Your goal — Write out, word for word, only the data from its first line to the line containing "assert_eq!(dangling[0].rack_id, rack_id);".

═══

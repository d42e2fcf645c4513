#![allow(clippy::float_cmp)]

use super::*;
use crate::layout::{Face, PlacedDevice, Rack};

fn custom(slug: &str, u_height: f64) -> DeviceType {
    DeviceType::new(slug, u_height, DeviceCategory::Other)
}

// --- Starter library ---

#[test]
fn starter_slugs_are_unique() {
    let lib = starter_library();
    let mut slugs: Vec<&str> = lib.iter().map(|dt| dt.slug.as_str()).collect();
    slugs.sort_unstable();
    slugs.dedup();
    assert_eq!(slugs.len(), lib.len());
}

#[test]
fn starter_heights_are_at_least_half_u() {
    for dt in starter_library() {
        assert!(dt.u_height >= 0.5, "{}", dt.slug);
    }
}

#[test]
fn starter_lookup_by_slug() {
    let dt = starter_device_type("server-2u").unwrap();
    assert_eq!(dt.u_height, 2.0);
    assert!(dt.is_full_depth);
    assert!(is_starter_slug("blank-1u"));
    assert!(!is_starter_slug("nope"));
}

// --- Layout lookup ---

#[test]
fn layout_resolves_custom_before_starter() {
    let mut layout = Layout::new("L");
    layout.device_types.push(custom("server-1u", 3.0));
    assert_eq!(layout.device_type("server-1u").unwrap().u_height, 3.0);
}

#[test]
fn layout_falls_back_to_starter() {
    let layout = Layout::new("L");
    assert!(layout.device_type("switch-1u").is_some());
    assert!(layout.device_type("missing").is_none());
}

#[test]
fn replacement_overrides_only_its_slug() {
    let mut layout = Layout::new("L");
    layout.device_types.push(custom("box", 1.0));
    let bigger = custom("box", 4.0);
    let lookup = WithReplacement::new(&layout, &bigger);
    assert_eq!(lookup.device_type("box").unwrap().u_height, 4.0);
    assert_eq!(lookup.device_type("server-2u").unwrap().u_height, 2.0);
}

// --- Dangling placements ---

#[test]
fn dangling_placements_reported() {
    let mut layout = Layout::new("L");
    let mut rack = Rack::new("R", 42);
    rack.devices.push(PlacedDevice::new("server-1u", 6, Face::Front));
    let ghost = PlacedDevice::new("deleted-type", 12, Face::Front);
    let ghost_id = ghost.id.clone();
    rack.devices.push(ghost);
    let rack_id = rack.id.clone();
    layout.racks.push(rack);

    let dangling = layout.dangling_placements();
    assert_eq!(dangling.len(), 1);
    assert_eq!(dangling[0].rack_id, rack_id);
    assert_eq!(dangling[0].device_id, ghost_id);
    assert_eq!(dangling[0].device_type, "deleted-type");
}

═══

The completed task —
repository d42e2fcf645c4513
#![allow(clippy::float_cmp)]

use super::*;
use crate::layout::{Face, PlacedDevice, Rack};

fn custom(slug: &str, u_height: f64) -> DeviceType {
    DeviceType::new(slug, u_height, DeviceCategory::Other)
}

// --- Starter library ---

#[test]
fn starter_slugs_are_unique() {
    let lib = starter_library();
    let mut slugs: Vec<&str> = lib.iter().map(|dt| dt.slug.as_str()).collect();
    slugs.sort_unstable();
    slugs.dedup();
    assert_eq!(slugs.len(), lib.len());
}

#[test]
fn starter_heights_are_at_least_half_u() {
    for dt in starter_library() {
        assert!(dt.u_height >= 0.5, "{}", dt.slug);
    }
}

#[test]
fn starter_lookup_by_slug() {
    let dt = starter_device_type("server-2u").unwrap();
    assert_eq!(dt.u_height, 2.0);
    assert!(dt.is_full_depth);
    assert!(is_starter_slug("blank-1u"));
    assert!(!is_starter_slug("nope"));
}

// --- Layout lookup ---

#[test]
fn layout_resolves_custom_before_starter() {
    let mut layout = Layout::new("L");
    layout.device_types.push(custom("server-1u", 3.0));
    assert_eq!(layout.device_type("server-1u").unwrap().u_height, 3.0);
}

#[test]
fn layout_falls_back_to_starter() {
    let layout = Layout::new("L");
    assert!(layout.device_type("switch-1u").is_some());
    assert!(layout.device_type("missing").is_none());
}

#[test]
fn replacement_overrides_only_its_slug() {
    let mut layout = Layout::new("L");
    layout.device_types.push(custom("box", 1.0));
    let bigger = custom("box", 4.0);
    let lookup = WithReplacement::new(&layout, &bigger);
    assert_eq!(lookup.device_type("box").unwrap().u_height, 4.0);
    assert_eq!(lookup.device_type("server-2u").unwrap().u_height, 2.0);
}

// --- Dangling placements ---

#[test]
fn dangling_placements_reported() {
    let mut layout = Layout::new("L");
    let mut rack = Rack::new("R", 42);
    rack.devices.push(PlacedDevice::new("server-1u", 6, Face::Front));
    let ghost = PlacedDevice::new("deleted-type", 12, Face::Front);
    let ghost_id = ghost.id.clone();
    rack.devices.push(ghost);
    let rack_id = rack.id.clone();
    layout.racks.push(rack);

    let dangling = layout.dangling_placements();
    assert_eq!(dangling.len(), 1);
    assert_eq!(dangling[0].rack_id, rack_id);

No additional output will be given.